**SUPPLIED RECORDS:**

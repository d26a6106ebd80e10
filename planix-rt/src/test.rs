use crate::{RtConfig, RtEvent, SimWorld};
use anyhow::{bail, Result};
use planix_exec::{
    cache::{LookupKind, State},
    expr::CmpOp,
    node::{FailureType, NodeOutcome, NodeState},
    plan::{Conditions, PlanBody, PlanExpr, PlanNode},
    value::{CommandHandle, Value, ValueType},
};
use tokio::sync::mpsc;

fn node(id: &str, body: PlanBody) -> PlanNode {
    PlanNode {
        id: id.into(),
        priority: 0,
        variables: vec![],
        interface: vec![],
        conditions: Conditions::default(),
        body,
    }
}

async fn wait_finished(
    rx: &mut mpsc::Receiver<Vec<RtEvent>>,
    ident: &str,
) -> Result<()> {
    loop {
        match rx.recv().await {
            None => bail!("runtime died"),
            Some(batch) => {
                for ev in batch {
                    if let RtEvent::PlanFinished(id) = ev {
                        if &*id == ident {
                            return Ok(());
                        }
                    }
                }
            }
        }
    }
}

#[tokio::test(flavor = "current_thread")]
async fn empty_plan_runs_to_success() -> Result<()> {
    let _ = env_logger::try_init();
    let (tx, mut rx) = mpsc::channel(100);
    let rt = RtConfig::builder(SimWorld::new(), tx).build()?.start();
    rt.add_plan(node("p", PlanBody::Empty)).await?;
    wait_finished(&mut rx, "p").await?;
    let snap = rt.snapshot("p").await?.expect("plan exists");
    assert_eq!(snap.state, NodeState::Finished);
    assert_eq!(snap.outcome, NodeOutcome::Success);
    Ok(())
}

#[tokio::test(flavor = "current_thread")]
async fn command_plan_completes_on_ack() -> Result<()> {
    let _ = env_logger::try_init();
    let (tx, mut rx) = mpsc::channel(100);
    let mut world = SimWorld::new();
    world.return_with("measure", Value::Real(4.2));
    let rt = RtConfig::builder(world, tx).build()?.start();
    let plan = node(
        "m",
        PlanBody::Command {
            name: Box::new(PlanExpr::lit("measure")),
            args: vec![PlanExpr::lit(1)],
            returns: None,
        },
    );
    rt.add_plan(plan).await?;
    wait_finished(&mut rx, "m").await?;
    let snap = rt.snapshot("m").await?.unwrap();
    assert_eq!(snap.outcome, NodeOutcome::Success);
    Ok(())
}

#[tokio::test(flavor = "current_thread")]
async fn denied_command_fails() -> Result<()> {
    let _ = env_logger::try_init();
    let (tx, mut rx) = mpsc::channel(100);
    let mut world = SimWorld::new();
    world.ack_with("launch", CommandHandle::Denied);
    let rt = RtConfig::builder(world, tx).build()?.start();
    let plan = node(
        "l",
        PlanBody::Command {
            name: Box::new(PlanExpr::lit("launch")),
            args: vec![],
            returns: None,
        },
    );
    rt.add_plan(plan).await?;
    wait_finished(&mut rx, "l").await?;
    let snap = rt.snapshot("l").await?.unwrap();
    assert_eq!(snap.outcome, NodeOutcome::Failure);
    assert_eq!(snap.failure, FailureType::PostConditionFailed);
    Ok(())
}

#[tokio::test(flavor = "current_thread")]
async fn change_lookup_wakes_the_executive() -> Result<()> {
    let _ = env_logger::try_init();
    let (tx, mut rx) = mpsc::channel(100);
    let mut world = SimWorld::new();
    let temp = State::simple("temp");
    world.set(temp.clone(), Value::Real(20.0));
    world.never_ack("hold");
    let sim = world.handle();
    let rt = RtConfig::builder(world, tx).build()?.start();
    let mut plan = node(
        "watch",
        PlanBody::Command {
            name: Box::new(PlanExpr::lit("hold")),
            args: vec![],
            returns: None,
        },
    );
    plan.conditions.end = Some(PlanExpr::Cmp {
        op: CmpOp::Gt,
        lhs: Box::new(PlanExpr::Lookup {
            kind: LookupKind::OnChange,
            name: Box::new(PlanExpr::lit("temp")),
            params: vec![],
            tolerance: Some(Box::new(PlanExpr::lit(0.5))),
            declared: ValueType::Real,
        }),
        rhs: Box::new(PlanExpr::lit(100.0)),
    });
    plan.conditions.post = Some(PlanExpr::lit(true));
    rt.add_plan(plan).await?;
    let snap = rt.snapshot("watch").await?.unwrap();
    assert_eq!(snap.state, NodeState::Executing);
    // below threshold: nothing moves
    sim.update(temp.clone(), Value::Real(99.0));
    // above: the node leaves Executing
    sim.update(temp.clone(), Value::Real(100.5));
    loop {
        match rx.recv().await {
            None => bail!("runtime died"),
            Some(batch) => {
                let done = batch.iter().any(|ev| {
                    matches!(ev, RtEvent::Transition(t)
                        if &*t.node == "watch" && t.to == NodeState::Finishing)
                });
                if done {
                    break;
                }
            }
        }
    }
    Ok(())
}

**WHAT YOU NEED TO DO:**
Tell me how many lines in the entries contain the string "update", and give nothing besides that number.

**ANSWER BELOW:**
2